Exercise instructions> Lift every line from the entries that includes the word "timezone".

Data supplied>
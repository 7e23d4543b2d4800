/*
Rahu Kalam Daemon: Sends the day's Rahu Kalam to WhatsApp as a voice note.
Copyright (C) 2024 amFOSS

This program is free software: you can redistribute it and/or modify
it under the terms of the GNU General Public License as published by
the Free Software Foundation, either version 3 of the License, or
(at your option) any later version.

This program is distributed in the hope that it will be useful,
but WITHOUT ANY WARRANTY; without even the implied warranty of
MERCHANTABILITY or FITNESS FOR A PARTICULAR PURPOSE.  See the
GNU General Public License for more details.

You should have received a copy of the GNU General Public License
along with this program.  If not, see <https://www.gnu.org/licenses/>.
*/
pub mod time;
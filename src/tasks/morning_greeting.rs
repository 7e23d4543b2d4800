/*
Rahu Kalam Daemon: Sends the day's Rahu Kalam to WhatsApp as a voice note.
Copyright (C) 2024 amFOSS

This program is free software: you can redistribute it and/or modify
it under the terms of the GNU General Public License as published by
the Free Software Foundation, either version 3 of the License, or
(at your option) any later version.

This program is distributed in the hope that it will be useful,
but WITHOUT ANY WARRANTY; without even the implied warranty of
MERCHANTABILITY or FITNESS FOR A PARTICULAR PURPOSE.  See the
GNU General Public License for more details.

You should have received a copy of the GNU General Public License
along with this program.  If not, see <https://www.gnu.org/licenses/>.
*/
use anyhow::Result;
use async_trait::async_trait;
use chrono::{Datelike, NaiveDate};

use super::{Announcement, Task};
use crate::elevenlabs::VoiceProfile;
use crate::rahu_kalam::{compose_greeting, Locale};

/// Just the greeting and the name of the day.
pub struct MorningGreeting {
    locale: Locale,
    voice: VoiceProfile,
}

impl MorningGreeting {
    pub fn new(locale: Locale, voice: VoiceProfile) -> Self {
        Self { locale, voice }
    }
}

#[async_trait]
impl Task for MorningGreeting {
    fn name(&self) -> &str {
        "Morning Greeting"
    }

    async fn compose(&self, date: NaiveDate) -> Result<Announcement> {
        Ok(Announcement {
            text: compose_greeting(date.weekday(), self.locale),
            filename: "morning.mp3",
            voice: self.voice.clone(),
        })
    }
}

* * *

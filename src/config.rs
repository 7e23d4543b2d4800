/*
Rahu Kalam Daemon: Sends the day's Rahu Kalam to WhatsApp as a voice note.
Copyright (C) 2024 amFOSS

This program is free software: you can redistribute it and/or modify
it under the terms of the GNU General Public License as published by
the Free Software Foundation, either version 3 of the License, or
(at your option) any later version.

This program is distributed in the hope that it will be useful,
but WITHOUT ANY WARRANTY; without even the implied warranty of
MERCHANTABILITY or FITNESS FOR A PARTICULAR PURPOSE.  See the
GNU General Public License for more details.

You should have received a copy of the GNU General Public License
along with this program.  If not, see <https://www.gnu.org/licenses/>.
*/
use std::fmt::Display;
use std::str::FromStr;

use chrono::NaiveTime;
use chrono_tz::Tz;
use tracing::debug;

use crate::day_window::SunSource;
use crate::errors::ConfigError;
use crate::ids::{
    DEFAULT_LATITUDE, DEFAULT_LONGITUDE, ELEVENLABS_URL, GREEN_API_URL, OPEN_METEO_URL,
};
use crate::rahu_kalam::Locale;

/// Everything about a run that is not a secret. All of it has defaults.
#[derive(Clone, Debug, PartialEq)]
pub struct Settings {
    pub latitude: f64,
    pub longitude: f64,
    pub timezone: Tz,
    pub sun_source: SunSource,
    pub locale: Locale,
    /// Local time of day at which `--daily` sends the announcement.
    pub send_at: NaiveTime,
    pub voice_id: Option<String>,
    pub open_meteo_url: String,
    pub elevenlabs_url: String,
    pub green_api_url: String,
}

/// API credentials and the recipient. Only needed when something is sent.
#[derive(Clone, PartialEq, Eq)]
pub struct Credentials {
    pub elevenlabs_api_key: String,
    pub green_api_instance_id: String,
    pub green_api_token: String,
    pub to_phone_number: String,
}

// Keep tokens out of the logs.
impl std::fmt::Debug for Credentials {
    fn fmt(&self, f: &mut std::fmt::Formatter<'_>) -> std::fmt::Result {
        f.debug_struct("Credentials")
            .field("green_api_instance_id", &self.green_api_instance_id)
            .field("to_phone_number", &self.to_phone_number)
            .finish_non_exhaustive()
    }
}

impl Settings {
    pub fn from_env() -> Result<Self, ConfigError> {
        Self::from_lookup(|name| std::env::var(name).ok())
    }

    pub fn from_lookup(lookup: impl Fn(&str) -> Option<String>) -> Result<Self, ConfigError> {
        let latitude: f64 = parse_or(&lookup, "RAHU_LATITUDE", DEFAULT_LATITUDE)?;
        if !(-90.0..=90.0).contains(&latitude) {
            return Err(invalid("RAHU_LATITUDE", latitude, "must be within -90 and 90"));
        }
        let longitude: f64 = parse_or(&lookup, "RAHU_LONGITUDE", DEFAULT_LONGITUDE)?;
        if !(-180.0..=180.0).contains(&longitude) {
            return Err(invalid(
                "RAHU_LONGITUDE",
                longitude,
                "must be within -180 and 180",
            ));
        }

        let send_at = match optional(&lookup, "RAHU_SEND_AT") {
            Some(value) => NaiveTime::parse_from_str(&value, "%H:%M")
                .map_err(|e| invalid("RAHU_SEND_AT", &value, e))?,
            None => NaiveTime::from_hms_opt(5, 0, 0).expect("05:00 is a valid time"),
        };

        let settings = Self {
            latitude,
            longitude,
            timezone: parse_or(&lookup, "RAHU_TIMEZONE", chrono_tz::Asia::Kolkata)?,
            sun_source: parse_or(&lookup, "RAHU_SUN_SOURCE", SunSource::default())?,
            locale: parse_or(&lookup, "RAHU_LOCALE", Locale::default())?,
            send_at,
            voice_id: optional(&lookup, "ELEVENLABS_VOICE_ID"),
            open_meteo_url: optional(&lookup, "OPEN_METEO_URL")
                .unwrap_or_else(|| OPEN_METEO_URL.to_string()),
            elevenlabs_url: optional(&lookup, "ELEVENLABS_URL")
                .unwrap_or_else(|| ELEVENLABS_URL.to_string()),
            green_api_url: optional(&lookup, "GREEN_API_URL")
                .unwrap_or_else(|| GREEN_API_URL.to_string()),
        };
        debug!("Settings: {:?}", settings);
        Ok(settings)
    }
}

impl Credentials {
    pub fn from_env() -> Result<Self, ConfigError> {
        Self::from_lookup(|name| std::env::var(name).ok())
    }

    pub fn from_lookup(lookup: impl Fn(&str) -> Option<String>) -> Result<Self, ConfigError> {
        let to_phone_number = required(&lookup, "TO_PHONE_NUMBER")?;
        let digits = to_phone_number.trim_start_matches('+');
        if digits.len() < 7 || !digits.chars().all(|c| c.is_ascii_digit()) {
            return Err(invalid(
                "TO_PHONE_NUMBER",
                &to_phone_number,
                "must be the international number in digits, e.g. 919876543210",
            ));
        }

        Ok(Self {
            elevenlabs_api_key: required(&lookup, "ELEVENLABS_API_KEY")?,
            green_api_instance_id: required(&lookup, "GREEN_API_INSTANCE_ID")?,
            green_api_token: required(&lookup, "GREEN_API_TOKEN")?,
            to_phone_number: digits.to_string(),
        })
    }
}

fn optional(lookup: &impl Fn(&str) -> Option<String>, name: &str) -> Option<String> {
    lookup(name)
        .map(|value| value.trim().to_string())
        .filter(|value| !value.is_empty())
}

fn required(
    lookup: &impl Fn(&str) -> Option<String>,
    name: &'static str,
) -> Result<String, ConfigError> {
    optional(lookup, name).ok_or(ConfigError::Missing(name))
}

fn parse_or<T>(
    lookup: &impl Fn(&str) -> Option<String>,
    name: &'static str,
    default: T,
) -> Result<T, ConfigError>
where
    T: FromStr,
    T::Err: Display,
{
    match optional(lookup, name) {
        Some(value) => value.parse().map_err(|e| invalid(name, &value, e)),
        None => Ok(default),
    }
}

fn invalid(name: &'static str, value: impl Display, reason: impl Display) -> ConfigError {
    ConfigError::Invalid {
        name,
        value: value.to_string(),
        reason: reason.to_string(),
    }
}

Solution for this exercise>
    pub timezone: Tz,
            timezone: parse_or(&lookup, "RAHU_TIMEZONE", chrono_tz::Asia::Kolkata)?,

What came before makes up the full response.